Em 25 de junho, durante conferência de imprensa em Washington, a porta-voz do Departamento de Estado, Victoria Nuland, mencionou que os Estados Unidos não consideravam a hipótese de chamarem o seu embaixador em Assunção e que o governo Obama já havia iniciado consultas com países sul-americanos. No dia 26, ela afirmou que os EUA não qualificariam a crise paraguaia como resultante de um golpe de estado, pois os processos constitucionais haviam sigo respeitados (“constitutional processes that were followed”). Também enfatizou a necessidade de aguardar a reunião extraordinária do Conselho Permanente da OEA, que ocorreu no dia 26 e decidiu que o Secretário Geral, José Miguel Insulza, deve viajar ao Paraguai e a outros países da região a fim de coletar informações sobre os recentes acontecimentos.
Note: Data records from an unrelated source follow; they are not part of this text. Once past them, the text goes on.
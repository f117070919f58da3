//! Raw RGBA texture container.
//!
//! ```text
//! offset  size        field
//! 0       4           magic "RTEX"
//! 4       2           width   (u16, little endian)
//! 6       2           height  (u16, little endian)
//! 8       w*h*4       RGBA pixels, row-major
//! ```
//!
//! Image decoding lives outside the engine; any converter that can dump
//! RGBA bytes can produce this format.

use std::{
    fs::File,
    io::{self, BufReader, BufWriter, Read, Write},
    path::Path,
};

use byteorder::{LittleEndian as LE, ReadBytesExt, WriteBytesExt};
use log::info;
use thiserror::Error;

use crate::world::{Texture, TextureError};

pub const MAGIC: &[u8; 4] = b"RTEX";

#[derive(Error, Debug)]
pub enum RawTextureError {
    /// Underlying I/O failure (including truncated pixel data).
    #[error("I/O error: {0}")]
    Io(#[from] io::Error),

    #[error("not an RTEX file")]
    BadMagic,

    #[error("texture dimensions exceed {max}x{max}", max = u16::MAX)]
    TooLarge,

    #[error(transparent)]
    Texture(#[from] TextureError),
}

/// Decode one texture from `r`.
pub fn read_texture<R: Read>(r: &mut R) -> Result<Texture, RawTextureError> {
    let mut magic = [0u8; 4];
    r.read_exact(&mut magic)?;
    if &magic != MAGIC {
        return Err(RawTextureError::BadMagic);
    }

    let w = r.read_u16::<LE>()? as usize;
    let h = r.read_u16::<LE>()? as usize;

    let mut bytes = vec![0u8; w * h * 4];
    r.read_exact(&mut bytes)?;

    Ok(Texture::from_rgba_bytes(w, h, &bytes)?)
}

/// Encode `tex` (either variant) to `w`.
pub fn write_texture<W: Write>(w: &mut W, tex: &Texture) -> Result<(), RawTextureError> {
    let (tw, th) = (tex.width(), tex.height());
    if tw > u16::MAX as usize || th > u16::MAX as usize {
        return Err(RawTextureError::TooLarge);
    }

    w.write_all(MAGIC)?;
    w.write_u16::<LE>(tw as u16)?;
    w.write_u16::<LE>(th as u16)?;
    for y in 0..th as i64 {
        for x in 0..tw as i64 {
            let c = tex.sample(x, y);
            w.write_all(&[c.r, c.g, c.b, c.a])?;
        }
    }
    Ok(())
}

pub fn load_texture<P: AsRef<Path>>(path: P) -> Result<Texture, RawTextureError> {
    let mut file = BufReader::new(File::open(path.as_ref())?);
    let tex = read_texture(&mut file)?;
    info!(
        "loaded texture {} ({}x{})",
        path.as_ref().display(),
        tex.width(),
        tex.height()
    );
    Ok(tex)
}

pub fn save_texture<P: AsRef<Path>>(path: P, tex: &Texture) -> Result<(), RawTextureError> {
    let mut file = BufWriter::new(File::create(path)?);
    write_texture(&mut file, tex)?;
    file.flush()?;
    Ok(())
}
Tanto OEA quanto EUA mencionam em seus discursos oficiais a importância das eleições de 2013 no Paraguai, deixando para as entrelinhas do passado o debate sobre o processo sumário de impeachment de Fernando Lugo.

No contexto geopolítico regional, é bem verdade que não houve ingerência direta de Washington logo após o golpe a fim de orientar o comportamento dos principais Estados da região, que foram unânimes em condenar o que alguns chamaram de golpe (Venezuela, Argentina, Bolívia, Equador), precedente perigoso (Brasil) ou de desrespeito ao devido processo (Colômbia, Chile, Peru e Uruguai).

Como salientou Maria Regina Soares de Lima (OPSA Observador Online vol. 7, n. 6), Argentina, Bolívia, Equador e Venezuela retiraram seus embaixadores do país por tempo indeterminado, ao passo que o Brasil chamou o seu embaixador para consultas. Ademais, os países da região decidiram suspender temporariamente o Paraguai das atividades do Mercosul e da Unasul. Aspecto fundamental: tal decisão foi tomada em comum acordo e referendada multilateralmente, como prova da ação coletiva dos governos da região em defesa da democracia. No caso do Mercosul, segundo os termos do Protocolo de Ushuaia II, a alegação formal para a decisão foi a “ruptura da ordem democrática”, por meio de um processo que não permitiu o devido tempo a Fernando Lugo para o exercício do direito de defesa.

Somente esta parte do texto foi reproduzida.